Amnesty International has launched a campaign of solidarity with imprisoned activist Dzmitry Paliyenka.
Amnesty International believes that all charges against Dzmitry Paliyenka stem from the peaceful exercise of his rights to freedom of expression and peaceful assembly. According to the organisation, Dzmitry Paliyenka has been targeted by the authorities because of his peaceful activism and, as such, that he is a prisoner of conscience. Amnesty International considers Dzmitry Paliyenka a political prisoner and urges Belarusian authorities to immediately and unconditionally release him.
The penal authorities that got outraged over the recent solidarity rallies continue exerting pressure on the political prisoner, Dzmitry’s friend Maryna Nasenka says.
“Due to this fact, police officers often visit Dzmitry. They are not comfortable with his issue being pushed in public space and disclosing the fact of pressure. Moreover, they also give no peace to the persons who communicate with Dzmitry in prison – they are intimidated and transferred to other units. The authorities want Paliyenka to be alone,” she said.
Paliyenka was repeatedly placed in a punishment cell for some minor violations.
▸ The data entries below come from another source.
use rocket::fairing::{Fairing, Info, Kind};
use rocket::{Request, Response};
use rocket::http::Header;

/// Lets the frontend dev server on any localhost port call the API.
pub struct CORS;

#[rocket::async_trait]
impl Fairing for CORS {
    fn info(&self) -> Info {
        Info {
            name: "CORS",
            kind: Kind::Response
        }
    }

    async fn on_response<'r>(&self, req: &'r Request<'_>, res: &mut Response<'r>) {
        let Some(origin) = req.headers().get_one("Origin") else { return };

        if origin.starts_with("http://localhost") || origin.starts_with("http://127.0.0.1") {
            res.set_header(Header::new("Access-Control-Allow-Origin", origin.to_string()));
            res.set_header(Header::new("Access-Control-Allow-Methods", "GET, POST, OPTIONS"));
            res.set_header(Header::new("Access-Control-Allow-Headers", "Content-Type"));
            res.set_header(Header::new("Access-Control-Allow-Credentials", "true"));
            res.set_header(Header::new("Access-Control-Max-Age", "86400"));
        }
    }
}
use anyhow::Result;
use clap::{Parser, Subcommand};
use ptpip_core::CameraConfig;
use std::process::Command;

#[derive(Parser)]
#[command(name = "xtask")]
#[command(about = "Tasks for the project", long_about = None)]
struct Cli {
    #[command(subcommand)]
    command: Commands,
}

#[derive(Subcommand)]
enum Commands {
    /// Build the project
    Build,
    /// Run every test in the workspace
    Test,
    /// Run the CLI, forwarding any extra arguments
    Run {
        #[arg(trailing_var_arg = true, allow_hyphen_values = true)]
        args: Vec<String>,
    },
    /// Write a default camera config
    SampleConfig {
        #[arg(default_value = "ptpip.toml")]
        path: String,
    },
}

fn cargo(args: &[&str], what: &str) -> Result<()> {
    let status = Command::new("cargo").args(args).status()?;
    if !status.success() {
        anyhow::bail!("{} failed", what);
    }
    Ok(())
}

fn main() -> Result<()> {
    let cli = Cli::parse();

    match &cli.command {
        Commands::Build => {
            println!("Building project...");
            cargo(&["build"], "Build")?;
        }
        Commands::Test => {
            println!("Testing workspace...");
            cargo(&["test", "--workspace"], "Test")?;
        }
        Commands::Run { args } => {
            println!("Running CLI...");
            let mut full = vec!["run", "-p", "ptpip-cli", "--"];
            full.extend(args.iter().map(String::as_str));
            cargo(&full, "Run")?;
        }
        Commands::SampleConfig { path } => {
            CameraConfig::default().save_to_file(path)?;
            println!("Wrote {}", path);
        }
    }

    Ok(())
}
//! Transport layer abstraction.
//!
//! A PTP/IP connection is two byte streams to the same endpoint: the command
//! channel and the event channel. `Transport` opens them, allowing different
//! implementations (TCP, in-memory mock).

use std::fmt;
use std::future::Future;

use thiserror::Error;
use tokio::io::{AsyncRead, AsyncWrite};

use crate::protocol::DecodeError;

#[derive(Error, Debug)]
pub enum TransportError {
    #[error("Failed to connect to {addr}: {message}")]
    ConnectFailed { addr: String, message: String },

    #[error("Connection rejected by device: reason 0x{0:08X}")]
    InitRejected(u32),

    #[error("Unexpected {got} packet while waiting for {expected}")]
    UnexpectedPacket {
        expected: &'static str,
        got: &'static str,
    },

    #[error("Read failed: {0}")]
    ReadFailed(String),

    #[error("Malformed packet: {0}")]
    Decode(#[from] DecodeError),

    #[error("Device disconnected")]
    Disconnected,

    #[error("Timeout after {timeout_ms}ms")]
    Timeout { timeout_ms: u64 },

    #[error("IO error: {0}")]
    Io(#[from] std::io::Error),
}

/// Why the receive loop stopped.
#[derive(Debug, Clone, PartialEq, Eq)]
pub enum DisconnectReason {
    /// The device closed a channel.
    Closed,
    /// Socket read error.
    ReadFailed(String),
    /// Socket write error.
    WriteFailed(String),
    /// A length prefix could not be trusted; the stream is out of sync.
    Corrupt(String),
    /// The host asked to disconnect.
    Requested,
}

impl fmt::Display for DisconnectReason {
    fn fmt(&self, f: &mut fmt::Formatter<'_>) -> fmt::Result {
        match self {
            DisconnectReason::Closed => write!(f, "connection closed by device"),
            DisconnectReason::ReadFailed(e) => write!(f, "read failed: {}", e),
            DisconnectReason::WriteFailed(e) => write!(f, "write failed: {}", e),
            DisconnectReason::Corrupt(e) => write!(f, "corrupt stream: {}", e),
            DisconnectReason::Requested => write!(f, "disconnect requested"),
        }
    }
}

/// Abstract PTP/IP transport.
///
/// This trait enables:
/// - Production implementation over TCP
/// - Mock implementation for unit testing
pub trait Transport: Send + Sync {
    type Stream: AsyncRead + AsyncWrite + Unpin + Send + 'static;

    /// Open the command channel.
    fn open_command(&self) -> impl Future<Output = Result<Self::Stream, TransportError>> + Send;

    /// Open the event channel. Called after the command channel is initialised.
    fn open_event(&self) -> impl Future<Output = Result<Self::Stream, TransportError>> + Send;

    /// Human readable endpoint for logs.
    fn endpoint(&self) -> String;
}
“Almost every two months Paliyenka is thrown into a punishment cell for so-called violations. They are trying to pressurize him through both official regulations and unwritten prison riules <…> What is happening now is nothing but the pressure on him in prison and on his associates at liberty. His name being mentioned at solidarity rallies is like a stick in the craw for Belarusian authorities. We saw that some people were carrying portraits of Dzmitry at the recent March of Outraged Belarusians,” Nasenka said in October.
The political prisoner believes that the ground is being prepared for opening another criminal case against him (wilful standing in contempt of the prison administration).
In a letter to his friend, the activist said he had to wear a yellow ‘extremist’ tag in prison.
As part of the solidarity campaign announced by the human rights watchdog, written appeals demanding the immediate release of Paliyenka will be sent to Belarusian authorities. According to Amnesty International representative Aisha Jung, they are also set to draw influential politicians’s attention to Paliyenka’s fate and hold street rallies to gain resonance among the European public.
In April 2016, about 35 cyclists gathered in downtown Minsk to take part in the Critical Mass cycling event, an action that was aimed at ‘reclaiming the streets’, i.e. asserting their rights. Although the event was observed by a representative of the Belarusian Helsinki Committee, the riot police brutally detained several activists, including Paliyenka.
Paliyenka was charged with using violence against a police officer (Article 364 of the Criminal Code). In late August he was accused of… porno-peddling. The court found the activist guilty under the both arlicles: in October, 2016 he was sentenced to two years of impisonment with a two-year reprieve.
A court in Minsk revoked the suspension over alleged violations of related restrictions. Taking into account the time spent in pretrial detention, the judge decided that the activist would spend 18 months and 13 days in prison.